Re: What is the maximum run length in the RLE encoding?

Hello Tim,

taking a brief look at what we have in parquet-cpp (which is probably very similar to Impala), we would also have problems with runs that are longer than 2^31. While supporting arbitrary long runs might be a really cool feature, I think it will come at a cost that we would have to refactor a lot of code in the current RLE implementations and it may lead to subtle bugs. I would therefore add a maximum run length to the spec. If there is really a need for having longer runs, then someone needs to step up and make the changes to the spec and the implementations. As long as there is no great need, I don't think we should pay the cost of supporting it.

Uwe

On Mon, Apr 30, 2018, at 11:18 PM, Tim Armstrong wrote:
> I'm looking at Impala bug with decoding Parquet RLE with run lengths >=
> 2^31. The bug was found by fuzz testing rather than a realistic file. 
> I'm
> trying to determine whether the Parquet spec actually allows runs of 
> that
> length, but Encodings.md does not seem to specify any upper bound. It
> mentions ULEB128 encoding, but that can encode arbitrarily large 
> numbers.
> See
> https://github.com/apache/parquet-format/blob/master/Encodings.md#run-length-encoding--bit-packing-hybrid-rle--3
> 
> Is there a practical limit I can assume? Should we amend the Parquet spec
> to clarify this?
> 
> The Impala bug is https://issues.apache.org/jira/browse/IMPALA-6946 if
> anyone is curious.
> 
> Thanks,
> Tim

Re: What is the maximum run length in the RLE encoding?

Posted by Ryan Blue <rb...@netflix.com.INVALID>.
+1. I think it's rare to have 2 billion values in a single page, plus
encoding values too densely causes problems. 2^31-1 should work fine for a
maximum. Plus, it maintains forward-compatibility with older readers that
are expecting this to be an int.

rb

On Tue, May 1, 2018 at 11:36 AM, Tim Armstrong <ta...@cloudera.com>
wrote:

> I created https://issues.apache.org/jira/browse/PARQUET-1290. My proposal
> is that we retrospectively limit the run lengths to (2^31 - 1).
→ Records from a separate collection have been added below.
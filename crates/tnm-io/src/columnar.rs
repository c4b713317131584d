//! Arrow mapping of the TNM ntuple schema.
//!
//! # Schema: `tnm_ntuple_v1`
//!
//! | TNM field                | Arrow type           | Field metadata            |
//! |--------------------------|----------------------|---------------------------|
//! | scalar `bool/int/long/float/double` | `Boolean/Int32/Int64/Float32/Float64` | - |
//! | array of the above       | `List<primitive>`    | `tnm.counter` = counter   |
//!
//! ## Parquet key-value metadata
//!
//! | Key                  | Value                                  |
//! |----------------------|----------------------------------------|
//! | `tnm.schema_version` | `"tnm_ntuple_v1"`                      |
//! | `tnm.tree`           | tree name (`Events`)                   |
//! | `tnm.counts`         | JSON list of count bins, set on close  |

use std::collections::HashMap;
use std::sync::Arc;

use arrow::array::{
    Array, ArrayRef, AsArray, BooleanArray, Float32Array, Float64Array, Int32Array, Int64Array,
    ListArray,
};
use arrow::buffer::{OffsetBuffer, ScalarBuffer};
use arrow::datatypes::{
    DataType, Field, Float32Type, Float64Type, Int32Type, Int64Type, Schema as ArrowSchema,
    SchemaRef,
};
use arrow::record_batch::RecordBatch;

use tnm_core::{Column, Error, FieldShape, FieldSpec, Result, Schema, ValueType};

/// Schema version string embedded in Parquet key-value metadata.
pub const NTUPLE_SCHEMA_V1: &str = "tnm_ntuple_v1";

/// Parquet metadata key for the schema version.
pub const META_KEY_SCHEMA_VERSION: &str = "tnm.schema_version";

/// Parquet metadata key for the tree name.
pub const META_KEY_TREE: &str = "tnm.tree";

/// Parquet metadata key for the counts table (JSON).
pub const META_KEY_COUNTS: &str = "tnm.counts";

/// Arrow field metadata key naming an array's counter field.
pub const FIELD_META_COUNTER: &str = "tnm.counter";

const LIST_ITEM: &str = "item";

fn arrow_type(ty: ValueType) -> DataType {
    match ty {
        ValueType::Bool => DataType::Boolean,
        ValueType::I32 => DataType::Int32,
        ValueType::I64 => DataType::Int64,
        ValueType::F32 => DataType::Float32,
        ValueType::F64 => DataType::Float64,
    }
}

fn value_type(name: &str, dt: &DataType) -> Result<ValueType> {
    match dt {
        DataType::Boolean => Ok(ValueType::Bool),
        DataType::Int32 => Ok(ValueType::I32),
        DataType::Int64 => Ok(ValueType::I64),
        DataType::Float32 => Ok(ValueType::F32),
        DataType::Float64 => Ok(ValueType::F64),
        other => Err(Error::Schema(format!("column '{name}' has unsupported type {other:?}"))),
    }
}

fn list_item(ty: ValueType) -> Arc<Field> {
    Arc::new(Field::new(LIST_ITEM, arrow_type(ty), true))
}

/// Arrow field for one TNM field.
pub fn arrow_field(spec: &FieldSpec) -> Field {
    match &spec.shape {
        FieldShape::Scalar => Field::new(&spec.name, arrow_type(spec.value_type), false),
        FieldShape::Array { counter } => {
            let field =
                Field::new(&spec.name, DataType::List(list_item(spec.value_type)), false);
            match counter {
                Some(c) => field.with_metadata(HashMap::from([(
                    FIELD_META_COUNTER.to_string(),
                    c.clone(),
                )])),
                None => field,
            }
        }
    }
}

/// Arrow schema for a TNM schema, tagged with the tree name.
pub fn to_arrow_schema(schema: &Schema, tree: &str) -> SchemaRef {
    let fields: Vec<Field> = schema.fields().iter().map(arrow_field).collect();
    let metadata = HashMap::from([
        (META_KEY_SCHEMA_VERSION.to_string(), NTUPLE_SCHEMA_V1.to_string()),
        (META_KEY_TREE.to_string(), tree.to_string()),
    ]);
    Arc::new(ArrowSchema::new(fields).with_metadata(metadata))
}

/// TNM schema of an Arrow schema.
///
/// `List` and `LargeList` columns become array fields; their counter is read
/// from the `tnm.counter` field metadata when present.
pub fn from_arrow_schema(schema: &ArrowSchema) -> Result<Schema> {
    let mut fields = Vec::with_capacity(schema.fields().len());
    for f in schema.fields() {
        let spec = match f.data_type() {
            DataType::List(item) | DataType::LargeList(item) => {
                let ty = value_type(f.name(), item.data_type())?;
                match f.metadata().get(FIELD_META_COUNTER) {
                    Some(c) => FieldSpec::counted(f.name(), ty, c.as_str()),
                    None => FieldSpec::array(f.name(), ty),
                }
            }
            dt => FieldSpec::scalar(f.name(), value_type(f.name(), dt)?),
        };
        fields.push(spec);
    }
    Schema::new(fields)
}

/// Tree name stored in the schema metadata, if any.
pub fn tree_name(schema: &ArrowSchema) -> Option<&str> {
    schema.metadata().get(META_KEY_TREE).map(String::as_str)
}

/// Flat values of a primitive Arrow array. Nulls read as zero.
pub fn column_from_array(array: &dyn Array, ty: ValueType) -> Result<Column> {
    let mismatch = || {
        Error::Format(format!(
            "expected {} values, found Arrow type {:?}",
            ty.type_name(),
            array.data_type()
        ))
    };
    let col = match ty {
        ValueType::Bool => {
            let values = array.as_boolean_opt().ok_or_else(mismatch)?;
            Column::Bool(values.iter().map(|v| v.unwrap_or(false)).collect())
        }
        ValueType::I32 => Column::I32(
            array.as_primitive_opt::<Int32Type>().ok_or_else(mismatch)?.values().to_vec(),
        ),
        ValueType::I64 => Column::I64(
            array.as_primitive_opt::<Int64Type>().ok_or_else(mismatch)?.values().to_vec(),
        ),
        ValueType::F32 => Column::F32(
            array.as_primitive_opt::<Float32Type>().ok_or_else(mismatch)?.values().to_vec(),
        ),
        ValueType::F64 => Column::F64(
            array.as_primitive_opt::<Float64Type>().ok_or_else(mismatch)?.values().to_vec(),
        ),
    };
    Ok(col)
}

/// Values of field `spec` at `row` of `array` (one value for scalars).
pub fn row_column(array: &ArrayRef, spec: &FieldSpec, row: usize) -> Result<Column> {
    if !spec.is_array() {
        return column_from_array(array.slice(row, 1).as_ref(), spec.value_type);
    }
    let values = if let Some(list) = array.as_list_opt::<i32>() {
        if list.is_null(row) { None } else { Some(list.value(row)) }
    } else if let Some(list) = array.as_list_opt::<i64>() {
        if list.is_null(row) { None } else { Some(list.value(row)) }
    } else {
        return Err(Error::Format(format!(
            "array field '{}' is stored as {:?}, expected a list",
            spec.name,
            array.data_type()
        )));
    };
    match values {
        Some(v) => column_from_array(v.as_ref(), spec.value_type),
        None => Ok(Column::new(spec.value_type)),
    }
}

fn primitive_array(col: Column) -> ArrayRef {
    match col {
        Column::Bool(v) => Arc::new(BooleanArray::from(v)),
        Column::I32(v) => Arc::new(Int32Array::from(v)),
        Column::I64(v) => Arc::new(Int64Array::from(v)),
        Column::F32(v) => Arc::new(Float32Array::from(v)),
        Column::F64(v) => Arc::new(Float64Array::from(v)),
    }
}

/// Row-wise accumulator for one output field.
#[derive(Debug)]
pub(crate) struct ColumnSink {
    spec: FieldSpec,
    values: Column,
    offsets: Vec<i32>,
}

impl ColumnSink {
    pub(crate) fn new(spec: FieldSpec) -> Self {
        let values = Column::new(spec.value_type);
        Self { spec, values, offsets: vec![0] }
    }

    /// Append one event's values for this field.
    pub(crate) fn push(&mut self, col: &Column) -> Result<()> {
        if !self.spec.is_array() && col.len() != 1 {
            return Err(Error::Schema(format!(
                "scalar field '{}' holds {} values",
                self.spec.name,
                col.len()
            )));
        }
        self.values.extend_from(col).map_err(|e| {
            Error::Schema(format!("field '{}': {e}", self.spec.name))
        })?;
        if self.spec.is_array() {
            let end = i32::try_from(self.values.len()).map_err(|_| {
                Error::Format(format!("field '{}' exceeds the list offset range", self.spec.name))
            })?;
            self.offsets.push(end);
        }
        Ok(())
    }

    /// Take the accumulated values as an Arrow array.
    pub(crate) fn finish(&mut self) -> Result<ArrayRef> {
        let values = std::mem::replace(&mut self.values, Column::new(self.spec.value_type));
        let offsets = std::mem::replace(&mut self.offsets, vec![0]);
        let values = primitive_array(values);
        if !self.spec.is_array() {
            return Ok(values);
        }
        let list = ListArray::try_new(
            list_item(self.spec.value_type),
            OffsetBuffer::new(ScalarBuffer::from(offsets)),
            values,
            None,
        )
        .map_err(|e| Error::Format(format!("failed to build list '{}': {e}", self.spec.name)))?;
        Ok(Arc::new(list))
    }
}

/// Drain every sink into one record batch.
pub(crate) fn finish_batch(schema: &SchemaRef, sinks: &mut [ColumnSink]) -> Result<RecordBatch> {
    let arrays = sinks.iter_mut().map(ColumnSink::finish).collect::<Result<Vec<_>>>()?;
    RecordBatch::try_new(schema.clone(), arrays)
        .map_err(|e| Error::Format(format!("failed to build RecordBatch: {e}")))
}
That
> technically breaks backwards compatibility but it sounds like none of the
> major implementations could read or write such files anyway.
>
> We could alternatively make it more of a suggestion that a rule and say
> that it's a valid Parquet file, but implementations are not required to
> support longer run lengths.
>
> On Tue, May 1, 2018 at 10:08 AM, Ryan Blue <rb...@netflix.com.invalid>
> wrote:
>
>> It looks like there is no length check in the Parquet Java code:
>> https://github.com/apache/parquet-mr/blob/master/parquet-
>> column/src/main/java/org/apache/parquet/column/values/
>> rle/RunLengthBitPackingHybridEncoder.java#L242
>>
>> But, that uses `writeUnsignedVarInt`, which uses an int:
>> https://github.com/apache/parquet-mr/blob/master/parquet-
>> common/src/main/java/org/apache/parquet/bytes/BytesUtils.java#L219-L225
>>
>> The run length is tracked as an int, so Java would also have a problem if
>> the int is 2^31 or greater. An overflow is possible when incrementing or
>> when shifting to add the type bit (RLE or bit-packed). Looks like we have
>> an effective max of 2^31-1.
>>
>> rb
>>
>> On Tue, May 1, 2018 at 3:40 AM, Uwe L. Korn <uw...@xhochy.com> wrote:
>>
>> > Hello Tim,
>> >
>> > taking a brief look at what we have in parquet-cpp (which is probably
>> very
>> > similar to Impala), we would also have problems with runs that are
>> longer
>> > than 2^31. While supporting arbitrary long runs might be a really cool
>> > feature, I think it will come at a cost that we would have to refactor a
>> > lot of code in the current RLE implementations and it may lead to subtle
>> > bugs. I would therefore add a maximum run length to the spec. If there
>> is
>> > really a need for having longer runs, then someone needs to step up and
>> > make the changes to the spec and the implementations. As long as there
>> is
>> > no great need, I don't think we should pay the cost of supporting it.
>> >
>> > Uwe
>> >
>> > On Mon, Apr 30, 2018, at 11:18 PM, Tim Armstrong wrote:
>> > > I'm looking at Impala bug with decoding Parquet RLE with run lengths
>> >=
>> > > 2^31. The bug was found by fuzz testing rather than a realistic file.
>> > > I'm
>> > > trying to determine whether the Parquet spec actually allows runs of
>> > > that
>> > > length, but Encodings.md does not seem to specify any upper bound. It
>> > > mentions ULEB128 encoding, but that can encode arbitrarily large
>> > > numbers.
>> > > See
>> > > https://github.com/apache/parquet-format/blob/master/
>> > Encodings.md#run-length-encoding--bit-packing-hybrid-rle--3
>> > >
>> > > Is there a practical limit I can assume? Should we amend the Parquet
>> spec
>> > > to clarify this?
>> > >
>> > > The Impala bug is https://issues.apache.org/jira/browse/IMPALA-6946
>> if
>> > > anyone is curious.
>> > >
>> > > Thanks,
>> > > Tim
>> >
>>
>>
>>
>> --
>> Ryan Blue
>> Software Engineer
>> Netflix
>>
>
>


-- 
Ryan Blue
Software Engineer
Netflix

Re: What is the maximum run length in the RLE encoding?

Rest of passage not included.